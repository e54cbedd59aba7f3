//! Browser binding
//!
//! The page owns the canvas, the animation loop and the mouse listeners. It
//! forwards pointer coordinates here, calls `tick` once per frame and draws
//! from the JSON snapshot.

use glam::Vec2;
use wasm_bindgen::prelude::*;

use crate::config::{Config, PlacementPreset};
use crate::sim::{PointerEvent, TickInput, World, tick};

#[wasm_bindgen]
pub struct WebWorld {
    world: World,
    pending: TickInput,
}

#[wasm_bindgen]
impl WebWorld {
    /// Create a world; `preset` is a preset name, unknown names fall back to the default
    #[wasm_bindgen(constructor)]
    pub fn new(width: f32, height: f32, preset: Option<String>, seed: Option<f64>) -> WebWorld {
        let preset = preset
            .as_deref()
            .and_then(PlacementPreset::from_str)
            .unwrap_or_default();
        let config = Config::from_preset(preset).with_arena(width, height);
        let seed = seed.unwrap_or_else(js_sys::Date::now) as u64;
        WebWorld {
            world: World::new(config, seed),
            pending: TickInput::default(),
        }
    }

    pub fn pointer_down(&mut self, x: f32, y: f32) {
        self.pending.events.push(PointerEvent::Down(Vec2::new(x, y)));
    }

    pub fn pointer_move(&mut self, x: f32, y: f32) {
        self.pending.events.push(PointerEvent::Move(Vec2::new(x, y)));
    }

    pub fn pointer_up(&mut self, x: f32, y: f32) {
        self.pending.events.push(PointerEvent::Up(Vec2::new(x, y)));
    }

    /// Advance one frame using the events queued since the last call
    pub fn tick(&mut self) {
        let input = std::mem::take(&mut self.pending);
        tick(&mut self.world, &input);
    }

    pub fn restart(&mut self, seed: Option<f64>) {
        let seed = seed.unwrap_or_else(js_sys::Date::now) as u64;
        self.pending = TickInput::default();
        self.world.restart(seed);
    }

    pub fn snapshot_json(&self) -> String {
        match serde_json::to_string(&self.world.snapshot()) {
            Ok(json) => json,
            Err(e) => {
                log::error!("Snapshot serialization failed: {}", e);
                String::from("null")
            }
        }
    }

    pub fn obstacle_count(&self) -> usize {
        self.world.field.len()
    }
}

#[wasm_bindgen(start)]
pub fn wasm_start() {
    console_error_panic_hook::set_once();
    // Already initialised when the module is instantiated twice
    let _ = console_log::init_with_level(log::Level::Info);
    log::info!("Obstacle Chase core loaded");
}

=====

__WHAT THIS TASK INVOLVES__:
Each line containing "TickInput" belongs in the answer; pick these out of the material and copy them.

__RESPONSE TO THE TASK__:
use crate::sim::{PointerEvent, TickInput, World, tick};
    pending: TickInput,
            pending: TickInput::default(),
        self.pending = TickInput::default();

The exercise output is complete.